The plot of Heavier Trip picks up from where the first movie left off, with the main characters, a band named Impaled Rektum, finding themselves in jail due to their actions at the end of the original. When the father of the band’s guitarist Lotvonen (Samuli Jaskio) falls ill putting his family farm in jeopardy, the band decide to escape jail so that they can perform at the Wacken open air festival and use the 50,000 euro fee offered by a shady record executive named Fisto (Anatole Taubman) to save the family business. Putting a spanner in the works is an incredibly motivated prison guard (Helen Vikstvedt) desperate to not let them get away with their escape.

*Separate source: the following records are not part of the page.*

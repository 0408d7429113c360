//! Synthetic downtown street data.
//!
//! A 4 × 4 grid loosely laid over downtown Mobile, Alabama, with two streets
//! split mid-block by a service alley, plus an interstate ramp delivered as
//! an Overpass response.

use anyhow::Result;

use sw_core::{GeoPoint, NodeId, WayId};
use sw_spatial::{overpass, Highway, RawElement, RawNode, RawWay, WayTags};

const SOUTH_LAT: f64 = 30.690;
const WEST_LON:  f64 = -88.045;
const SPACING:   f64 = 0.0015;

const STREETS: [&str; 4] = ["Government St", "Conti St", "Dauphin St", "St Francis St"];
const AVENUES: [&str; 4] = ["Water St", "Royal St", "St Joseph St", "Claiborne St"];

// Mid-block nodes on Conti St and Dauphin St, joined by the alley.
const CONTI_MID:   i64 = 2003;
const DAUPHIN_MID: i64 = 2001;
const ALLEY_BEND:  i64 = 2002;

// Ramp off the north-east corner, as an Overpass interpreter would return it.
const RAMP_JSON: &str = r#"{
  "version": 0.6,
  "elements": [
    {"type": "node", "id": 3000, "lat": 30.6938, "lon": -88.0395},
    {"type": "way", "id": 900, "nodes": [1033, 3000, 1023],
     "tags": {"highway": "motorway_link", "junction:ref": "26B",
              "destination:ref": "I 10", "destination": "Pascagoula;Mobile Bay"}},
    {"type": "relation", "id": 77, "members": []}
  ]
}"#;

fn grid_id(row: usize, col: usize) -> i64 {
    1000 + 10 * row as i64 + col as i64
}

fn grid_pos(row: usize, col: usize) -> GeoPoint {
    GeoPoint::new(SOUTH_LAT + row as f64 * SPACING, WEST_LON + col as f64 * SPACING)
}

fn node(id: i64, pos: GeoPoint) -> RawElement {
    RawNode { id: NodeId(id), pos }.into()
}

fn way(id: i64, highway: Highway, name: Option<&str>, nodes: Vec<i64>) -> RawElement {
    RawWay {
        id: WayId(id),
        tags: WayTags {
            name: name.map(str::to_owned),
            highway: Some(highway),
            ..WayTags::default()
        },
        nodes: nodes.into_iter().map(NodeId).collect(),
    }
    .into()
}

/// Every element of the demo area.
pub fn downtown() -> Result<Vec<RawElement>> {
    let mut elements = Vec::new();

    for row in 0..4 {
        for col in 0..4 {
            elements.push(node(grid_id(row, col), grid_pos(row, col)));
        }
    }
    let midpoint = |row: usize| {
        let (a, b) = (grid_pos(row, 1), grid_pos(row, 2));
        GeoPoint::new(a.lat, (a.lon + b.lon) / 2.0)
    };
    elements.push(node(CONTI_MID, midpoint(1)));
    elements.push(node(DAUPHIN_MID, midpoint(2)));
    elements.push(node(ALLEY_BEND, GeoPoint::new(SOUTH_LAT + 1.5 * SPACING, midpoint(1).lon)));

    // East-west streets.  Conti and Dauphin are each mapped as two ways
    // meeting at the alley.
    let mut next_way = 100;
    for (row, name) in STREETS.iter().enumerate() {
        let row_nodes: Vec<i64> = (0..4).map(|col| grid_id(row, col)).collect();
        let mid = match row {
            1 => Some(CONTI_MID),
            2 => Some(DAUPHIN_MID),
            _ => None,
        };
        match mid {
            Some(mid) => {
                let (west, east) = row_nodes.split_at(2);
                let mut first = west.to_vec();
                first.push(mid);
                let mut second = vec![mid];
                second.extend_from_slice(east);
                elements.push(way(next_way, Highway::Secondary, Some(*name), first));
                elements.push(way(next_way + 1, Highway::Secondary, Some(*name), second));
                next_way += 2;
            }
            None => {
                elements.push(way(next_way, Highway::Secondary, Some(*name), row_nodes));
                next_way += 1;
            }
        }
    }

    // North-south avenues.
    for (col, name) in AVENUES.iter().enumerate() {
        let nodes = (0..4).map(|row| grid_id(row, col)).collect();
        elements.push(way(200 + col as i64, Highway::Residential, Some(*name), nodes));
    }

    elements.push(way(300, Highway::Service, None, vec![CONTI_MID, ALLEY_BEND, DAUPHIN_MID]));

    elements.extend(overpass::parse_elements(RAMP_JSON)?);
    Ok(elements)
}
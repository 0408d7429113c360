//! `sw-nav` — road-mode navigation, free-explore movement, and the session
//! that switches between them.
//!
//! # Crate layout
//!
//! | Module      | Contents                                                          |
//! |-------------|-------------------------------------------------------------------|
//! | [`cursor`]  | `NavigationCursor` — locate start, advance, turn                  |
//! | [`acquire`] | `RoadSource`, `GrowthPolicy`, `acquire_graph` radius-doubling loop |
//! | [`explore`] | `Explorer` — free-explore position, heading, step, history        |
//! | [`summary`] | `TravelSummary`, `TurnSummary`, `MoveSummary`                     |
//! | [`session`] | `NavigationSession` — context object owning all of the above     |
//! | [`config`]  | `NavConfig`                                                       |
//! | [`error`]   | `NavError`, `NavResult<T>`                                        |
//!
//! # Road mode
//!
//! 1. [`NavigationSession::enter_road_mode`] asks a [`RoadSource`] for
//!    elements around the explorer, growing the radius until the graph has
//!    enough real intersections.
//! 2. The cursor starts on the nearest real intersection, facing the road
//!    closest to the explorer's heading.
//! 3. `advance` walks straight through collapsible vertices to the next
//!    real intersection; `turn_left` / `turn_right` step through the roads
//!    at the current one in bearing order.
//! 4. `exit_road_mode` drops the graph and resumes free-explore on the
//!    current intersection.
//!
//! Failed commands never change state.

pub mod acquire;
pub mod config;
pub mod cursor;
pub mod error;
pub mod explore;
pub mod session;
pub mod summary;


pub use acquire::{acquire_graph, AcquisitionError, GrowthPolicy, InMemorySource, RoadSource};
pub use config::NavConfig;
pub use cursor::{advance_to_next_real_intersection, Advance, Arrival, NavigationCursor, TurnDirection};
pub use error::{NavError, NavResult};
pub use explore::{ExploreConfig, Explorer};
pub use session::NavigationSession;
pub use summary::{MoveSummary, TravelSummary, TurnSummary, Upcoming};
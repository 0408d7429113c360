//! Geographic coordinate type and spherical geometry.
//!
//! All angles are degrees and all distances are metres.  `GeoPoint` uses
//! `f64` because edge lengths are sums of many short survey hops and the
//! navigation layer compares them for exact equality between the two
//! directions of a road segment.
//!
//! # Conventions
//!
//! - Bearings are compass bearings in `[0, 360)`, `0` = north, clockwise.
//! - [`angular_difference`] is the signed shortest rotation from `a` to `b`,
//!   in `[-180, 180]`.  Positive means clockwise.

use std::fmt;
use std::str::FromStr;

use crate::{CoreError, CoreResult};

/// Mean Earth radius, metres.
pub const EARTH_RADIUS_M: f64 = 6_371_000.0;

/// Kilometres per degree of latitude (and of longitude at the equator).
const KM_PER_DEGREE: f64 = 111.32;

// ── GeoPoint ──────────────────────────────────────────────────────────────────

/// A WGS-84 geographic coordinate.
#[derive(Copy, Clone, Debug, PartialEq)]
#[cfg_attr(feature = "serde", derive(serde::Serialize, serde::Deserialize))]
pub struct GeoPoint {
    pub lat: f64,
    pub lon: f64,
}

impl GeoPoint {
    #[inline]
    pub fn new(lat: f64, lon: f64) -> Self {
        Self { lat, lon }
    }

    /// Construct a point, rejecting non-finite or out-of-range coordinates.
    pub fn try_new(lat: f64, lon: f64) -> CoreResult<Self> {
        let valid = lat.is_finite()
            && lon.is_finite()
            && (-90.0..=90.0).contains(&lat)
            && (-180.0..=180.0).contains(&lon);
        if valid {
            Ok(Self { lat, lon })
        } else {
            Err(CoreError::InvalidCoordinate { lat, lon })
        }
    }

    /// Haversine great-circle distance in metres.
    pub fn distance_m(self, other: GeoPoint) -> f64 {
        let d_lat = (other.lat - self.lat).to_radians();
        let d_lon = (other.lon - self.lon).to_radians();

        let lat1 = self.lat.to_radians();
        let lat2 = other.lat.to_radians();

        let a = (d_lat * 0.5).sin().powi(2)
            + lat1.cos() * lat2.cos() * (d_lon * 0.5).sin().powi(2);

        let c = 2.0 * a.sqrt().atan2((1.0 - a).max(0.0).sqrt());
        EARTH_RADIUS_M * c
    }

    /// Initial great-circle bearing from `self` towards `other`, in `[0, 360)`.
    ///
    /// Returns `0.0` for coincident points; callers must not read meaning
    /// into that value.
    pub fn bearing_to(self, other: GeoPoint) -> f64 {
        let lat1 = self.lat.to_radians();
        let lat2 = other.lat.to_radians();
        let d_lon = (other.lon - self.lon).to_radians();

        let y = d_lon.sin() * lat2.cos();
        let x = lat1.cos() * lat2.sin() - lat1.sin() * lat2.cos() * d_lon.cos();

        normalize_bearing(y.atan2(x).to_degrees())
    }

    /// Point reached by travelling `distance_m` metres from `self` along the
    /// great circle with initial bearing `bearing_deg`.
    pub fn destination(self, bearing_deg: f64, distance_m: f64) -> GeoPoint {
        let lat1 = self.lat.to_radians();
        let lon1 = self.lon.to_radians();
        let theta = bearing_deg.to_radians();
        let delta = distance_m / EARTH_RADIUS_M;

        let lat2 = (lat1.sin() * delta.cos() + lat1.cos() * delta.sin() * theta.cos()).asin();
        let lon2 = lon1
            + (theta.sin() * delta.sin() * lat1.cos()).atan2(delta.cos() - lat1.sin() * lat2.sin());

        GeoPoint {
            lat: lat2.to_degrees(),
            lon: (lon2.to_degrees() + 540.0).rem_euclid(360.0) - 180.0,
        }
    }

    /// Position on the unit sphere.  Squared chord length between two such
    /// vectors is monotonic in great-circle distance, so a Euclidean R-tree
    /// over them answers nearest-by-haversine queries exactly.
    #[inline]
    pub fn to_unit_vector(self) -> [f64; 3] {
        let lat = self.lat.to_radians();
        let lon = self.lon.to_radians();
        [lat.cos() * lon.cos(), lat.cos() * lon.sin(), lat.sin()]
    }
}

impl fmt::Display for GeoPoint {
    fn fmt(&self, f: &mut fmt::Formatter<'_>) -> fmt::Result {
        write!(f, "({:.6}, {:.6})", self.lat, self.lon)
    }
}

/// Parse `"lat,lon"` (whitespace around either part is ignored).
impl FromStr for GeoPoint {
    type Err = CoreError;

    fn from_str(s: &str) -> CoreResult<Self> {
        let mut parts = s.split(',').map(str::trim);
        let (Some(lat), Some(lon), None) = (parts.next(), parts.next(), parts.next()) else {
            return Err(CoreError::Parse(format!("expected \"lat,lon\", got {s:?}")));
        };
        let lat: f64 = lat
            .parse()
            .map_err(|_| CoreError::Parse(format!("invalid latitude {lat:?}")))?;
        let lon: f64 = lon
            .parse()
            .map_err(|_| CoreError::Parse(format!("invalid longitude {lon:?}")))?;
        GeoPoint::try_new(lat, lon)
    }
}

// ── Free functions ────────────────────────────────────────────────────────────

/// Haversine distance in metres.  See [`GeoPoint::distance_m`].
#[inline]
pub fn distance(p1: GeoPoint, p2: GeoPoint) -> f64 {
    p1.distance_m(p2)
}

/// Initial bearing from `p1` to `p2`.  See [`GeoPoint::bearing_to`].
#[inline]
pub fn bearing(p1: GeoPoint, p2: GeoPoint) -> f64 {
    p1.bearing_to(p2)
}

/// Direct geodesic projection.  See [`GeoPoint::destination`].
#[inline]
pub fn destination(p: GeoPoint, bearing_deg: f64, distance_m: f64) -> GeoPoint {
    p.destination(bearing_deg, distance_m)
}

/// Wrap any finite angle into `[0, 360)`.
#[inline]
pub fn normalize_bearing(deg: f64) -> f64 {
    let b = deg.rem_euclid(360.0);
    // rem_euclid can round up to exactly 360 for tiny negative inputs.
    if b >= 360.0 { 0.0 } else { b }
}

/// Signed shortest rotation from bearing `a` to bearing `b`, in `[-180, 180]`.
#[inline]
pub fn angular_difference(a: f64, b: f64) -> f64 {
    (b - a + 180.0).rem_euclid(360.0) - 180.0
}

// ── GeoBounds ─────────────────────────────────────────────────────────────────

/// Axis-aligned latitude/longitude box, used to scope data acquisition.
#[derive(Copy, Clone, Debug, PartialEq)]
#[cfg_attr(feature = "serde", derive(serde::Serialize, serde::Deserialize))]
pub struct GeoBounds {
    pub south: f64,
    pub west: f64,
    pub north: f64,
    pub east: f64,
}

impl GeoBounds {
    /// Box extending `radius_km` from `center` in each cardinal direction.
    ///
    /// Uses the flat-earth degree approximation, which over-covers slightly
    /// away from the equator; acquisition only needs a superset.
    pub fn around(center: GeoPoint, radius_km: f64) -> Self {
        let d_lat = radius_km / KM_PER_DEGREE;
        let cos_lat = center.lat.to_radians().cos().abs().max(1e-6);
        let d_lon = (radius_km / (KM_PER_DEGREE * cos_lat)).min(180.0);
        Self {
            south: (center.lat - d_lat).max(-90.0),
            west: (center.lon - d_lon).max(-180.0),
            north: (center.lat + d_lat).min(90.0),
            east: (center.lon + d_lon).min(180.0),
        }
    }

    #[inline]
    pub fn contains(&self, p: GeoPoint) -> bool {
        (self.south..=self.north).contains(&p.lat) && (self.west..=self.east).contains(&p.lon)
    }
}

The chemistry between the main characters in this movie is superb, with both the friendship that the characters have with one another and also the dynamics within the band itself coming across as being absolutely believable. Although the acting is to a very high standard across the board, I would like to give special praise to Johannes Holopainen in his performance as the band’s lead singer Turo, with Holopainen’s deadpan comic charm being a joy to watch.
Laatio’s and Vidgren’s quick camerawork is perfect for The Pink Panther like broad slapstick orientated comedy, and compliments both the rapidly paced editing by Kimmo Taavila as well as the screwball comedy style delivery by the cast. While the movie isn’t a mockumentary, cinematographer Anssi Leino uses a naturalistic style of shooting which, when juxtaposed with some of the more surreal scenes and plot elements, helps to land many of the script’s best jokes.
The only flaw, I would say that Heavier Trip suffers from is that unless you’re into, or have some understanding of, heavy metal music then many of the in-jokes as well as pisstakes of various metal sub-genres such as black metal and kawaii metal (with Baby Metal themselves even making a cameo) then a lot of the jokes will go over your head.
If you’re looking for a good slacker comedy and long for the days of late 80s – mid 1990s classics in that particular sub-genre, Heavier Trip might just be the movie for you. While I don’t think it’s a future classic in the vein of This Is Spinal Tap, Heavier Trip is still a likeable and extremely well made comedy that offers plenty of laughs.